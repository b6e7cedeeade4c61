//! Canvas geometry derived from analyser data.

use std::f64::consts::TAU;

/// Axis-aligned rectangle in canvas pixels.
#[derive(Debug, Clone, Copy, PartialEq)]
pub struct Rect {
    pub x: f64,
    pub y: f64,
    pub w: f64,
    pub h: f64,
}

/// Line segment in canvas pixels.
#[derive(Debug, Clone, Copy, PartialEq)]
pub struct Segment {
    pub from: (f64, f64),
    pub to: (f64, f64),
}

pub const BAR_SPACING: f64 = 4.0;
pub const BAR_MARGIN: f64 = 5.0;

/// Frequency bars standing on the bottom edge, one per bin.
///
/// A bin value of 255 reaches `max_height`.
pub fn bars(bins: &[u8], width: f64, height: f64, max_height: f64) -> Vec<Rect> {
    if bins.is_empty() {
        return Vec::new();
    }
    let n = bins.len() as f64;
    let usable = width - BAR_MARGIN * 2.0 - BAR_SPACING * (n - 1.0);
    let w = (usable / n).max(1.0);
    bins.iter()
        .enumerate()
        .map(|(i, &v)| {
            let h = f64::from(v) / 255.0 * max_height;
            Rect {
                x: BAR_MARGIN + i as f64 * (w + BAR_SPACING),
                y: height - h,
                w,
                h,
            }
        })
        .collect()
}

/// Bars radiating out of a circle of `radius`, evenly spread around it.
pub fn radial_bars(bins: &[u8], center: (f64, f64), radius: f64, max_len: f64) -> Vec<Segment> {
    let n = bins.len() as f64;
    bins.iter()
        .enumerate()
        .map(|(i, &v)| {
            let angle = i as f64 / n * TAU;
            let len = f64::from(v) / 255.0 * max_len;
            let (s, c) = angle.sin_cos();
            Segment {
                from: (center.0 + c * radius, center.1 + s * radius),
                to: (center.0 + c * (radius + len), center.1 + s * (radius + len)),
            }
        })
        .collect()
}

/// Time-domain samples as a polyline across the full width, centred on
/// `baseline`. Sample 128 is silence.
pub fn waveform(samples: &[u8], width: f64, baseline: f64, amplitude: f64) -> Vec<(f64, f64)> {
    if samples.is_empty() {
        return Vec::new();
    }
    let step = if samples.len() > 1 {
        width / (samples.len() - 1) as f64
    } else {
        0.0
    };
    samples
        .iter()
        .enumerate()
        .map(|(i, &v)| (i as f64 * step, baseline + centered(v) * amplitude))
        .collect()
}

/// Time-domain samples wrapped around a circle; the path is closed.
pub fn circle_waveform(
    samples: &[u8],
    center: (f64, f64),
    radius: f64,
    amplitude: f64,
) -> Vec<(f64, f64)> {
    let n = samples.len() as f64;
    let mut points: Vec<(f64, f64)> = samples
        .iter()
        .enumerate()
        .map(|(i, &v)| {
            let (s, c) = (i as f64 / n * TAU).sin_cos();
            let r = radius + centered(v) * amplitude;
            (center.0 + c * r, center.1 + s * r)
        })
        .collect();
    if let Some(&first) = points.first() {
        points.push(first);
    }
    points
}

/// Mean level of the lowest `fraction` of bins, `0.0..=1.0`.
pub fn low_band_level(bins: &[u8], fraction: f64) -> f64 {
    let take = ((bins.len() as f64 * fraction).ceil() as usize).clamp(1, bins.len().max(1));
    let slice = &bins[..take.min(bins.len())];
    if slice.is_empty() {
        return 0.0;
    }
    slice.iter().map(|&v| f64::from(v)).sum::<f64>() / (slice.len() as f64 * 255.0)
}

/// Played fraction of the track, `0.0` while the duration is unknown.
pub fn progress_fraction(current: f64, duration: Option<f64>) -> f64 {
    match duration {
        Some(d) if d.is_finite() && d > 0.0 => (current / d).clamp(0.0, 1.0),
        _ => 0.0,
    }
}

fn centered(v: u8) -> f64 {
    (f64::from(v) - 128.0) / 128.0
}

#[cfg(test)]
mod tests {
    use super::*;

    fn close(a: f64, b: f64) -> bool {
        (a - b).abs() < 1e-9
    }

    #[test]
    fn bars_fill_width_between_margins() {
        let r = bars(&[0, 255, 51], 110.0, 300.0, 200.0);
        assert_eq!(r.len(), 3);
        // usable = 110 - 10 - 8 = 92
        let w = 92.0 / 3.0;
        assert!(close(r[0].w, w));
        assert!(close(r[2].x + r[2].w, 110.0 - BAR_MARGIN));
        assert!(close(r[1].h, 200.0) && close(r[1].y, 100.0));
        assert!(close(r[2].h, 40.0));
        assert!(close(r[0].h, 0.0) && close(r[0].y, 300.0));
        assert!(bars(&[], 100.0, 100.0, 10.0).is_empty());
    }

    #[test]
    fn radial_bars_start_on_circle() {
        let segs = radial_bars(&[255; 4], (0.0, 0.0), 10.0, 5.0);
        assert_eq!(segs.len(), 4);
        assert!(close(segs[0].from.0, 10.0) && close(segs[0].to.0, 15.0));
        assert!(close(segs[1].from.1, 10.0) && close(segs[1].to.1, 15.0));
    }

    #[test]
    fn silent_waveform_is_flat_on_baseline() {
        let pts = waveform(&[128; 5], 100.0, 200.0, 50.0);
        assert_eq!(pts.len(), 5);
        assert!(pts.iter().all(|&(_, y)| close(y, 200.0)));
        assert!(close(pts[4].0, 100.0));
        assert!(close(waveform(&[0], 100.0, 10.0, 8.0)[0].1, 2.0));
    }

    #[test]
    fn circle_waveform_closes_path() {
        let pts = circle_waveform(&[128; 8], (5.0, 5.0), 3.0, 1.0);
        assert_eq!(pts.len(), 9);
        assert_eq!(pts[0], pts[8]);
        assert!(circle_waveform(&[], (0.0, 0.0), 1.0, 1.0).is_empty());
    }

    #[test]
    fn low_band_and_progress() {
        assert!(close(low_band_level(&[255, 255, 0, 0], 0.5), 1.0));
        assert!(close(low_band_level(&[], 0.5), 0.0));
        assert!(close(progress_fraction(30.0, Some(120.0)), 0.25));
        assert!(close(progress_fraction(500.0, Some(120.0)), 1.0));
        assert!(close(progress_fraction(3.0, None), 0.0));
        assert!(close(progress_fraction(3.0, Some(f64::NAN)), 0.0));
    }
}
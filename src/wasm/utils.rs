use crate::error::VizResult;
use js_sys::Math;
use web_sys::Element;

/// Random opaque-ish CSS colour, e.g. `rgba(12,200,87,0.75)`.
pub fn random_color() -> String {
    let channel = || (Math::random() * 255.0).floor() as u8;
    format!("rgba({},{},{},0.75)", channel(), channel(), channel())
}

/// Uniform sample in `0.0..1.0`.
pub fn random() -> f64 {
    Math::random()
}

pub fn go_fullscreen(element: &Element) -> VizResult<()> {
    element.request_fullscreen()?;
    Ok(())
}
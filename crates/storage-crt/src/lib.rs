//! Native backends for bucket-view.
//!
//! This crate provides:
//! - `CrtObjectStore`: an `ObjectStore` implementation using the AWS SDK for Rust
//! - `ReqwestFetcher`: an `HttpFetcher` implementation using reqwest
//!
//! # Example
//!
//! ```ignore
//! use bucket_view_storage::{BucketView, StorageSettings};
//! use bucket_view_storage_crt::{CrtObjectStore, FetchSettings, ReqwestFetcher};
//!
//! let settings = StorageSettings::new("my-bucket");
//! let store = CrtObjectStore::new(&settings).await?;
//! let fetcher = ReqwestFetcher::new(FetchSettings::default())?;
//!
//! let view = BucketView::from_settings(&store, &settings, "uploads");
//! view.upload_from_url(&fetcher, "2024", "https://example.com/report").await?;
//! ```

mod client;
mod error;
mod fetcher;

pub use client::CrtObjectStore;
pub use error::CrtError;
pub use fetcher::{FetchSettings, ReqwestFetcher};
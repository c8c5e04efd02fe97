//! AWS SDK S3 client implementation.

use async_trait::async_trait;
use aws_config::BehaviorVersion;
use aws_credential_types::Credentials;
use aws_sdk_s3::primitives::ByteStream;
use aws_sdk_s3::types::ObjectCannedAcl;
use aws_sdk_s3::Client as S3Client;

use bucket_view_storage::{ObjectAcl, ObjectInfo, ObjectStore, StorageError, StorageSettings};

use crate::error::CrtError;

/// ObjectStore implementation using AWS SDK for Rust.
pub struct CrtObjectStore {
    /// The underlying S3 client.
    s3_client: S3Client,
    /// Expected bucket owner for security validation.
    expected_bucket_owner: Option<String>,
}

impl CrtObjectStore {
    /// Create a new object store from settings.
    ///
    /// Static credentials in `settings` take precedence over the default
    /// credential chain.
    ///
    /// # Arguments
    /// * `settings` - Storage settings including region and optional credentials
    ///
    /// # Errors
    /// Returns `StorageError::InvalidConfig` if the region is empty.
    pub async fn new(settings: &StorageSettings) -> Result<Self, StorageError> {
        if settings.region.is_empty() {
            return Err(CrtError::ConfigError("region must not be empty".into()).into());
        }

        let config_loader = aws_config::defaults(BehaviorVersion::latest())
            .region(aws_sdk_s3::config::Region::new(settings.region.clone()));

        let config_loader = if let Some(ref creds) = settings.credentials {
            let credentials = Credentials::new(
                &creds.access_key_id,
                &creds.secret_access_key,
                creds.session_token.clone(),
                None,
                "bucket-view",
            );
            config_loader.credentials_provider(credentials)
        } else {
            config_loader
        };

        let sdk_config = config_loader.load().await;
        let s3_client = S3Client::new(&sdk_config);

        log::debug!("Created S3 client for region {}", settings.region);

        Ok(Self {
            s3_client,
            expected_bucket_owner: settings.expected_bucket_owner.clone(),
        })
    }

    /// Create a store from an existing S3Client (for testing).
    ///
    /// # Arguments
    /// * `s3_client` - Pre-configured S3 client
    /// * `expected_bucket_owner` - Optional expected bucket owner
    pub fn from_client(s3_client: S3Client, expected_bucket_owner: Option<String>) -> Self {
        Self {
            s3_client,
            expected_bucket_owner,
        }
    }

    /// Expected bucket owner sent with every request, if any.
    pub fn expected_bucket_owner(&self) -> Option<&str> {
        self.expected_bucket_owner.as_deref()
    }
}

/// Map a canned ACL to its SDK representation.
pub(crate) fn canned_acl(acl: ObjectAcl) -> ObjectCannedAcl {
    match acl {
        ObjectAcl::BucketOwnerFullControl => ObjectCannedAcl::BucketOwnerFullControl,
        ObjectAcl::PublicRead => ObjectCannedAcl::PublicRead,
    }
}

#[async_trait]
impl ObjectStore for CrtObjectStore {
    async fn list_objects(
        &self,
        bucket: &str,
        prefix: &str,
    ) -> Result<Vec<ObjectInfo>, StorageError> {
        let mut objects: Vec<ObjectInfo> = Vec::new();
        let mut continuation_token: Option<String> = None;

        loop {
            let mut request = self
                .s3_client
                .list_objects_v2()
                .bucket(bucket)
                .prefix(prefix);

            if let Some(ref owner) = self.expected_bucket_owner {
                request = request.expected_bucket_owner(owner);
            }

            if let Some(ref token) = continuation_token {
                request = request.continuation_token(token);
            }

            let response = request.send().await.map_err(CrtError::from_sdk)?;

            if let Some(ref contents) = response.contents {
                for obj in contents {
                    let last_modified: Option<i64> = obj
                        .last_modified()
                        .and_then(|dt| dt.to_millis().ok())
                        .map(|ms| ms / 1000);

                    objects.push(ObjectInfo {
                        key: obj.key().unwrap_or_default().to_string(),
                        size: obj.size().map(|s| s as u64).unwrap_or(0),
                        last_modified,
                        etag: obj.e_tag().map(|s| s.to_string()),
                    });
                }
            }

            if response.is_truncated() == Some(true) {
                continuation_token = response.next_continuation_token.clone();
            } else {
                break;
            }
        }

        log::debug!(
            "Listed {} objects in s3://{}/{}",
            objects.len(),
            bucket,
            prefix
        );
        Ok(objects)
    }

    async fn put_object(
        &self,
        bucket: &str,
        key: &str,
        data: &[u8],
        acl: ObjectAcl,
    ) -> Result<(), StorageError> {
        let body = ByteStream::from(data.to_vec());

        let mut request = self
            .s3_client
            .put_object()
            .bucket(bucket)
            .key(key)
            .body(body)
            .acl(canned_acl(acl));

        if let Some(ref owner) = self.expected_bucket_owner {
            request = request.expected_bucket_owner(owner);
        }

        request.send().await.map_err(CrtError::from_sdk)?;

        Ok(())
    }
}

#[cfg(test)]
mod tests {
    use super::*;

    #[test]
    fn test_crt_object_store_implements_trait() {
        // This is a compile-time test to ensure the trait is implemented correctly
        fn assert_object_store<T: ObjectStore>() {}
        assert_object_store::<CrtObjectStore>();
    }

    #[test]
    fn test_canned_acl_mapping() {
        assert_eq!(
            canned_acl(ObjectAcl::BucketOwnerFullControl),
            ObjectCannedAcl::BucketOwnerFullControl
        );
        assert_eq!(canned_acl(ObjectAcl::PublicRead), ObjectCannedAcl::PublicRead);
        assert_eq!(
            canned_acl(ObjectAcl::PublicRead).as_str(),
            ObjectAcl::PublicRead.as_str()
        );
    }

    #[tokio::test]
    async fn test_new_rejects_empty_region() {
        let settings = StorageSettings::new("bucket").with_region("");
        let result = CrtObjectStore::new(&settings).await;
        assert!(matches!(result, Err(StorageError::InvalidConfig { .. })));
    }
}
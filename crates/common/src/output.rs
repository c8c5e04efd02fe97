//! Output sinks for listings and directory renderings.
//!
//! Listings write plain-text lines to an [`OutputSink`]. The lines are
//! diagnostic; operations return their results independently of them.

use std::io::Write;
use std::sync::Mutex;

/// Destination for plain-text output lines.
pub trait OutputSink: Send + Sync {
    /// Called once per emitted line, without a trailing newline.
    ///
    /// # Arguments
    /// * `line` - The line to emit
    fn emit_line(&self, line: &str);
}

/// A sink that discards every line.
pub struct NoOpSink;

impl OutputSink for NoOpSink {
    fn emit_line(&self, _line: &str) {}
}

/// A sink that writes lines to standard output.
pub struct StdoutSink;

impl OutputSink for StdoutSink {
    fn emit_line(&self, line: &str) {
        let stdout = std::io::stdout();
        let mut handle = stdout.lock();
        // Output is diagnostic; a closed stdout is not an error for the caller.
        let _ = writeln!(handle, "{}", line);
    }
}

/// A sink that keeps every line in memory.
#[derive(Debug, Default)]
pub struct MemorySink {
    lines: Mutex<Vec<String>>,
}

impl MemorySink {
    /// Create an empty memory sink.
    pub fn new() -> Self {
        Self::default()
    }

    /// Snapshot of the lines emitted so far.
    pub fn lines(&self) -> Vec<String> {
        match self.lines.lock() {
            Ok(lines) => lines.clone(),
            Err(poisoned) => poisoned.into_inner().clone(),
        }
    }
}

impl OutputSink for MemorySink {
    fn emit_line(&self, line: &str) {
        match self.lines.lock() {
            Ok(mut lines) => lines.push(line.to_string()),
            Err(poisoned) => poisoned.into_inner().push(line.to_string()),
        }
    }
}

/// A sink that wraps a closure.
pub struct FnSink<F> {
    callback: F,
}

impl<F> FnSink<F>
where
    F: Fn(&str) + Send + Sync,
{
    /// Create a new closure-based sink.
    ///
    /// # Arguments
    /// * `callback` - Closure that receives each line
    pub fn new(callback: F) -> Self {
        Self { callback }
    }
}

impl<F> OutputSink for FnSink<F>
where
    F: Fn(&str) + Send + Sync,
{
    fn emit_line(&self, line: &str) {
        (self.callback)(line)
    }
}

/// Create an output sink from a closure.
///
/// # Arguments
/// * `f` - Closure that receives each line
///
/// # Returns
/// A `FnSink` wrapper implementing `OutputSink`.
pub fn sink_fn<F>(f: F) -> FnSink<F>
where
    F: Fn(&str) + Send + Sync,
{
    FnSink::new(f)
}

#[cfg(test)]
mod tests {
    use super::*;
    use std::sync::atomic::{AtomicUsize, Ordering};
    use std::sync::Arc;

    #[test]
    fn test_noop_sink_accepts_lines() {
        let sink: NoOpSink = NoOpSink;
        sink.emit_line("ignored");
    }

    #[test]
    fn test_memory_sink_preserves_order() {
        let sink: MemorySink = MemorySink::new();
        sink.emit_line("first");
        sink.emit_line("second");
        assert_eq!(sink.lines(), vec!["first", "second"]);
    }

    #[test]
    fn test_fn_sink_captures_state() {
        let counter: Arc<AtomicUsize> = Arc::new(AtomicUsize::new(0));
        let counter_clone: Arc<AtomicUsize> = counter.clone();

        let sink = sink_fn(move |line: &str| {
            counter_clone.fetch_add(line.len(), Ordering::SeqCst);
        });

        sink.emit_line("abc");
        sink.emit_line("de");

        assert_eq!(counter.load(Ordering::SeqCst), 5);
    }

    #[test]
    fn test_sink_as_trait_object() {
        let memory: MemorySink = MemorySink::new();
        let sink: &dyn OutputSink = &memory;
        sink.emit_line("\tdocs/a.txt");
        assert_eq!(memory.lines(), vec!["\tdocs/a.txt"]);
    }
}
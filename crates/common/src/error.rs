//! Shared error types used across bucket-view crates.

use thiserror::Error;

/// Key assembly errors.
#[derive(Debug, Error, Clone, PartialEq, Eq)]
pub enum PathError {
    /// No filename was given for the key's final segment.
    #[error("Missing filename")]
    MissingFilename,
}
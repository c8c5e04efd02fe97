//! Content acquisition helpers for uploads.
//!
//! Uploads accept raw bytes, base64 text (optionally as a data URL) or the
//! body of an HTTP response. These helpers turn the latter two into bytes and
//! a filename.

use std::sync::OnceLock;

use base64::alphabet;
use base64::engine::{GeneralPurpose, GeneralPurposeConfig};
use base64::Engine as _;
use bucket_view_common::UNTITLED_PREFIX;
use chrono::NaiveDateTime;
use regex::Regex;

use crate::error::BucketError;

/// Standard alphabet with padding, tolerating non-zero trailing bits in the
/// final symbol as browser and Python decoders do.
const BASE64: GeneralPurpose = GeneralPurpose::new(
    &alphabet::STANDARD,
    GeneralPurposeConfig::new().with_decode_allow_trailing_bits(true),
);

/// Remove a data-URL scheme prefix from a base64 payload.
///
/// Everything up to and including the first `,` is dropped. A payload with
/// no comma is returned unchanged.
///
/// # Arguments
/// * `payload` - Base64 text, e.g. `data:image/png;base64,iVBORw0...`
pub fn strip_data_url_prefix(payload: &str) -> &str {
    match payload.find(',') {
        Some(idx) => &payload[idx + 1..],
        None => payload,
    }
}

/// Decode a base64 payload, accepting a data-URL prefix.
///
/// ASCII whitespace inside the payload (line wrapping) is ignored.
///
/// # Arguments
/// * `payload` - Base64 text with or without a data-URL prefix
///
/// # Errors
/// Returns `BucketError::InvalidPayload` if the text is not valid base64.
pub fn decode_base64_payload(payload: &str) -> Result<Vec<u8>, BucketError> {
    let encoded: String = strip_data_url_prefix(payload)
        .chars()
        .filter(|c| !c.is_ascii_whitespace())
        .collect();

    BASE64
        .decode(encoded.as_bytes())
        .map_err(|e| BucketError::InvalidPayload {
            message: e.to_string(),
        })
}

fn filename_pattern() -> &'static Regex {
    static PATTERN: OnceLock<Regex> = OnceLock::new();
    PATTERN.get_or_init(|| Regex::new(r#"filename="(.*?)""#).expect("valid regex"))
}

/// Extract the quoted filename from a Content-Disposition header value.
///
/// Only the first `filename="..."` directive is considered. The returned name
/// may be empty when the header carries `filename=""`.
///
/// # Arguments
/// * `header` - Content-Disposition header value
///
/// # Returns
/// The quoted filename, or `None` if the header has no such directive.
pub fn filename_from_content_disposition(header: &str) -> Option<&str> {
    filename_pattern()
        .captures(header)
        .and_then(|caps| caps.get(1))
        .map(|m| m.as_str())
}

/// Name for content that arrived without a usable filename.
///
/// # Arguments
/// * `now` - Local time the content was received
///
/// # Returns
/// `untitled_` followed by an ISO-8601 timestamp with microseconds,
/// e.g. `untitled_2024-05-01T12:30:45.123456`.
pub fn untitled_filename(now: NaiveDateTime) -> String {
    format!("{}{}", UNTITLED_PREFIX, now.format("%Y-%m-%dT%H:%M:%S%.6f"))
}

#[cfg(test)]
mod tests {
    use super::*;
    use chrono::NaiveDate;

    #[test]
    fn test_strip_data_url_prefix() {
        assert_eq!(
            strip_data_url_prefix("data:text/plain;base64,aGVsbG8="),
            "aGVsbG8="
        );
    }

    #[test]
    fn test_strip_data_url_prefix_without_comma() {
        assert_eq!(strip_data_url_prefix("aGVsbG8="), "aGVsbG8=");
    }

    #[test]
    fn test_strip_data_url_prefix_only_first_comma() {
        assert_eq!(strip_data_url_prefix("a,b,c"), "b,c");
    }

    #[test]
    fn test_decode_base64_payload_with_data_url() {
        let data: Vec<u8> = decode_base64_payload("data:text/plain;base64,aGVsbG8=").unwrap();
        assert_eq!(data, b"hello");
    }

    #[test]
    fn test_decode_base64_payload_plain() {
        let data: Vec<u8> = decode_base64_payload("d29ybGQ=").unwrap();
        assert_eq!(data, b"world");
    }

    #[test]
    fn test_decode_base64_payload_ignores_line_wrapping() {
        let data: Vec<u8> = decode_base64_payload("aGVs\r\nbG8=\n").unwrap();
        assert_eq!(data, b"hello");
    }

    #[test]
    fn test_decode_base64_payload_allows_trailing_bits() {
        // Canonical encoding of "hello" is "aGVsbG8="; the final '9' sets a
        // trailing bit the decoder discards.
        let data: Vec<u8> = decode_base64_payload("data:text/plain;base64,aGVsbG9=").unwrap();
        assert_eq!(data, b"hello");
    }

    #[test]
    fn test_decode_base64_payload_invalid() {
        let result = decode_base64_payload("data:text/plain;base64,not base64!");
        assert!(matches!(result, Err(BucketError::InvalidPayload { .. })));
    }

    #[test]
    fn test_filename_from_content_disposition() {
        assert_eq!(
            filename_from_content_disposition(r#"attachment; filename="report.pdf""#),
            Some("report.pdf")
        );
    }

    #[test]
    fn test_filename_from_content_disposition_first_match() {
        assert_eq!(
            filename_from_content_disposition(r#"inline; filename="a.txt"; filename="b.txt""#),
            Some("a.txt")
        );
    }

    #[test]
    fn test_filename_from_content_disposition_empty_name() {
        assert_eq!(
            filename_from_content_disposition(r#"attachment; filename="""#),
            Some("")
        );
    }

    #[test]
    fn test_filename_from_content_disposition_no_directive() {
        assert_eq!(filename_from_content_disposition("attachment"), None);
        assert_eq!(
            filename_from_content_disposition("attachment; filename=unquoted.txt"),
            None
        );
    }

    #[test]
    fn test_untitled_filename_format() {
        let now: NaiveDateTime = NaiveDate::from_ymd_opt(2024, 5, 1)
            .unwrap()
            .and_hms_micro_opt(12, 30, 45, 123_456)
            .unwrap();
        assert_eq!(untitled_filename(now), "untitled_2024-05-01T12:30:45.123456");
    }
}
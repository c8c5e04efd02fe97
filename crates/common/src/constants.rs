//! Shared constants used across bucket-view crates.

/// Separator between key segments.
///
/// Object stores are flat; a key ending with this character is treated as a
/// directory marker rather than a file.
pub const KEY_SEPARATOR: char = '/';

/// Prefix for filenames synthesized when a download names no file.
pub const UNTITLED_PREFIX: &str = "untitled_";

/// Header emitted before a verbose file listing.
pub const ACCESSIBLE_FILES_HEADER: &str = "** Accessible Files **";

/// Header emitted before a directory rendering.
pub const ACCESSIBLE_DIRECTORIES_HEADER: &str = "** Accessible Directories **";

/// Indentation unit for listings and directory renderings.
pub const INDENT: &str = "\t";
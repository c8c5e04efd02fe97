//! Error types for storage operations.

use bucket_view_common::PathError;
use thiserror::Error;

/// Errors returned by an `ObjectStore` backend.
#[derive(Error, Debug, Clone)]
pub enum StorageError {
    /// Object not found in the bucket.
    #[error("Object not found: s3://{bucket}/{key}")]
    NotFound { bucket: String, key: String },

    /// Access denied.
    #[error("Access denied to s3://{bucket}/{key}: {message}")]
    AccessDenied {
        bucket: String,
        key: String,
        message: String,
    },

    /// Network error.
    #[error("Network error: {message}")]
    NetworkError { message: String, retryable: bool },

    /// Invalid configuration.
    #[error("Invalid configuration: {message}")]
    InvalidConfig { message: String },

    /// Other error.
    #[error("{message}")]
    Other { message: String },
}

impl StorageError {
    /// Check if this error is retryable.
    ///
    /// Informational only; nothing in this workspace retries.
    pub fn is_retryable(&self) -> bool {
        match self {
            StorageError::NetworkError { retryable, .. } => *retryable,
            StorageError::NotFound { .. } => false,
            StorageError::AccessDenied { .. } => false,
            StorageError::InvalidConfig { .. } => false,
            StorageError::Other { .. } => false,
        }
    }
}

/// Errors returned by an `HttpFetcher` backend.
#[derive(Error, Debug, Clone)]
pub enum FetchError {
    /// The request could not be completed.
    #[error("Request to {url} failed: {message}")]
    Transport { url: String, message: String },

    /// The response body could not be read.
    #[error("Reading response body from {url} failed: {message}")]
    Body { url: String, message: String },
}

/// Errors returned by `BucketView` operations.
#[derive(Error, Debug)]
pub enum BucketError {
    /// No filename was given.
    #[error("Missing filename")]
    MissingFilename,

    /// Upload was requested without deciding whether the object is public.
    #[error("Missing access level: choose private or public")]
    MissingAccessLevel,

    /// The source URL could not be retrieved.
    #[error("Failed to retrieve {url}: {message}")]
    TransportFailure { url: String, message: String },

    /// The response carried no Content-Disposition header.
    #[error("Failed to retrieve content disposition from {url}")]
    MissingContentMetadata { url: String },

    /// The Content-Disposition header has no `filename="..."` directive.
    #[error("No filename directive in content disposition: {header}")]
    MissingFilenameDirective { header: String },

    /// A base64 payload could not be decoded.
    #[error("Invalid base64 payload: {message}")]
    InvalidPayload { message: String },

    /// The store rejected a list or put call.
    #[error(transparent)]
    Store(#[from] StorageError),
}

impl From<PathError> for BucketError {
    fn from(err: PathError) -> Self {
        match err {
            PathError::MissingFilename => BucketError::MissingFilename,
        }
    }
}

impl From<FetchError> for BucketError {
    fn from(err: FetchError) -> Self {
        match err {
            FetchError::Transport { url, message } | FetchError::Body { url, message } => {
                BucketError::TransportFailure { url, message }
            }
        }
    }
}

──────────

EXERCISE REQUIREMENTS:
Using the records above, count the lines containing "radius". Give no words besides the number.

RESPONSE:
6